Di questa identificazione del Figlio di Dio, con gli ultimi, i poveri e i sofferenti, il vangelo di questa domenica ci dà conferma, nella risposta, che il Maestro dà ai discepoli di Giovanni: “Andate e riferite a Giovanni ciò che voi udite e vedete: i ciechi ricuperano la vista, gli storpi camminano, i lebbrosi sono guariti, i sordi riacquistano l’udito, i morti risuscitano, ai poveri è predicata la buona novella…”; è una identificazione sconcertante, Gesù lo sa, e chiaramente lo dice: “…beato colui che non si scandalizza di me…”, di Lui, il Messia che non esercita altro potere, se non quello dell’amore che guarisce, perdona e salva. Dove il Signore tocca, por¬ta vita, guarisce, fa fiorire. “Beato colui che non si scandalizza di me”.

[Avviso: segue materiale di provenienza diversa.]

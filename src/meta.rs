use crate::config::{PageId, FORMAT_VERSION, HEADER_SIZE, MAGIC};
use crate::errors::{Error, Result};

// In-memory copy of the page-0 header. All integer fields are big-endian u32
// on disk; the remainder of page 0 is reserved zero.
#[derive(Debug, Clone, Copy)]
pub struct Meta {
    pub page_size: u32,
    pub max_key_size: u32,
    pub max_value_size: u32,
    pub root: PageId,      // B-tree root page
    pub free_head: PageId, // head of the free-page chain, 0 when empty
    pub page_count: PageId, // allocation high-water mark, includes page 0
}

impl Meta {
    pub fn pack(&self) -> [u8; HEADER_SIZE] {
        let mut buf = [0u8; HEADER_SIZE];
        buf[0..8].copy_from_slice(MAGIC);
        buf[8..12].copy_from_slice(&FORMAT_VERSION.to_be_bytes());
        buf[12..16].copy_from_slice(&self.page_size.to_be_bytes());
        buf[16..20].copy_from_slice(&self.max_key_size.to_be_bytes());
        buf[20..24].copy_from_slice(&self.max_value_size.to_be_bytes());
        buf[24..28].copy_from_slice(&self.root.to_be_bytes());
        buf[28..32].copy_from_slice(&self.free_head.to_be_bytes());
        buf[32..36].copy_from_slice(&self.page_count.to_be_bytes());
        buf
    }

    pub fn unpack(buf: &[u8]) -> Result<Meta> {
        if buf.len() < HEADER_SIZE {
            return Err(Error::IncompatibleFile("file shorter than the header"));
        }
        if &buf[0..8] != MAGIC {
            return Err(Error::IncompatibleFile("bad magic"));
        }
        let field = |at: usize| u32::from_be_bytes(buf[at..at + 4].try_into().unwrap());
        if field(8) != FORMAT_VERSION {
            return Err(Error::IncompatibleFile("unsupported format version"));
        }
        Ok(Meta {
            page_size: field(12),
            max_key_size: field(16),
            max_value_size: field(20),
            root: field(24),
            free_head: field(28),
            page_count: field(32),
        })
    }

    // Full page-0 image, for WAL frames and initial creation.
    pub fn page_image(&self) -> Vec<u8> {
        let mut page = vec![0u8; self.page_size as usize];
        page[..HEADER_SIZE].copy_from_slice(&self.pack());
        page
    }
}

Chi aspetta un Dio potente si scandalizza di Gesù che parla di buona novella ai poveri, che sta con chi è cieco, storpio, lebbroso, sordo, morto… E noi? Quale Dio desideriamo incontrare a Natale? Se è il Dio del cielo, allora Natale non c’è per noi… perché l’Onnipotente si fa bambino e lo si trova in una mangiatoia… piccolo figlio di una giovane donna di Israele.
Come sarà questo Natale, se non togliamo dalla nostra immaginazione il Dio potente e forte… il Dio magico che tutto risolve, e non mettiamo davanti ai nostri occhi quel volto di bimbo da confondere tranquillamente con il volto di qualsiasi bimbo? Prepararsi al Natale significa, allora, convertire lo sguardo… guardare e guardarci con occhi nuovi. Impariamo a riconoscere i segni della presenza di Dio… alziamo lo sguardo dal nostro dolore per accorgerci di Dio che viene per salvarci.
E allora vieni Signore, non andrò lontano per cercarti. So che sei proprio tu colui che deve venire, che è già venuto! Hai cosparso la mia vita di indizi… Vieni Signore Gesù, apri il nostro cuore allo stupore… e sarà Natale!